Neither of these are supported by the article, or even C-51.

Politely, that's a really odd reason to dismiss associated commentary.

More to the point, you're pointing to some odd reasoning to justify your dismissals. The fact that the comment section of the article is replete with anti-CSIS commentary, or anti-C-51 commentary. The subjects are immediately topical, and dismissing that sort of discussion because it doesn't strictly have to do with the article misses the point of discussing news media objectively.

You go on to dismiss it because there's ambiguity as to who initiated this news story - and appeals to ambiguity are immediately suspect. If you want to typecast people who feel this is a spin piece as cynical or conspiratorial, the ambiguity is a benefit, certainly, but then you bring about how this isn't CSIS' fault, because they are not the government that intends to empower them.

This is somewhat confusing, considering that you also put forward the idea that people are acting on partisan grounds, while accusing detractors of this article of only hating CSIS because of their partisan bias. And in that way, both reducing your own position by revealing your own bias, and implying that a person that is antipathetic must be a non-conservative, they must be cynical, they must be conspiratorial, and so on.

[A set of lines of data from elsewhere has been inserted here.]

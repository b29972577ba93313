use std::collections::BTreeMap;

use crate::model::{Category, ExtractedData, ScoreResult};

/// One rubric line: `points` awarded when `present` holds.
struct Rule {
    category: Category,
    points: u8,
    present: fn(&ExtractedData) -> bool,
}

/// Scored categories and their maxima. Revenue is not scored.
pub const SCORED_CATEGORIES: [(Category, u8); 5] = [
    (Category::Financial, 30),
    (Category::Parties, 25),
    (Category::Payment, 20),
    (Category::Sla, 15),
    (Category::Contact, 10),
];

const RUBRIC: &[Rule] = &[
    Rule {
        category: Category::Financial,
        points: 15,
        present: |d| d.financial_details.total_value.is_some(),
    },
    Rule {
        category: Category::Financial,
        points: 10,
        present: |d| d.financial_details.currency.is_some(),
    },
    Rule {
        category: Category::Financial,
        points: 5,
        present: |d| !d.financial_details.line_items.is_empty(),
    },
    Rule {
        category: Category::Parties,
        points: 25,
        present: |d| d.parties.len() >= 2,
    },
    Rule {
        category: Category::Parties,
        points: 15,
        present: |d| d.parties.len() == 1,
    },
    Rule {
        category: Category::Payment,
        points: 12,
        present: |d| d.payment_structure.payment_terms.is_some(),
    },
    Rule {
        category: Category::Payment,
        points: 8,
        present: |d| !d.payment_structure.payment_methods.is_empty(),
    },
    Rule {
        category: Category::Sla,
        points: 10,
        present: |d| !d.sla.performance_metrics.is_empty(),
    },
    Rule {
        category: Category::Sla,
        points: 5,
        present: |d| d.sla.support_terms.is_some(),
    },
    Rule {
        category: Category::Contact,
        points: 5,
        present: |d| !d.contact_info.emails.is_empty(),
    },
    Rule {
        category: Category::Contact,
        points: 5,
        present: |d| !d.contact_info.phones.is_empty(),
    },
];

/// Scores field presence only; confidences do not affect the result.
///
/// The breakdown always lists every scored category and `overall` is its
/// exact sum.
pub fn score(data: &ExtractedData) -> ScoreResult {
    let mut breakdown: BTreeMap<Category, u8> =
        SCORED_CATEGORIES.iter().map(|(c, _)| (*c, 0)).collect();

    for rule in RUBRIC.iter().filter(|r| (r.present)(data)) {
        if let Some(points) = breakdown.get_mut(&rule.category) {
            *points += rule.points;
        }
    }

    let overall = breakdown.values().map(|p| u32::from(*p)).sum::<u32>();
    ScoreResult {
        overall: overall.min(100) as u8,
        breakdown,
    }
}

I agree that there are trite alarmist tropes at play, but I can't help but notice how many you're bringing into the game yourself, and I have to admit that at the very least, a thorough reading of the bill has me antipathetic towards the vague language which legal scholars, lawyers, and professors (all people who tend to be smarter, and better reasoned than myself) all seem to suggest is unconstitutional - which is to say, if the bill were used to collect information on a person, and they were actually to commit a crime, they could get off, full pass, by arguing nothing more than the illicit nature of the law itself.

To wit - I was aware of what you were dismissing. I was pointing out that it was done thoughtlessly - it seems I would have been more correct to say that it seemed to have been done thoughtlessly, and instead was done with a narrative being pushed.

Which is appropriate, considering you've effectively telling JonoLith not to look behind the curtain.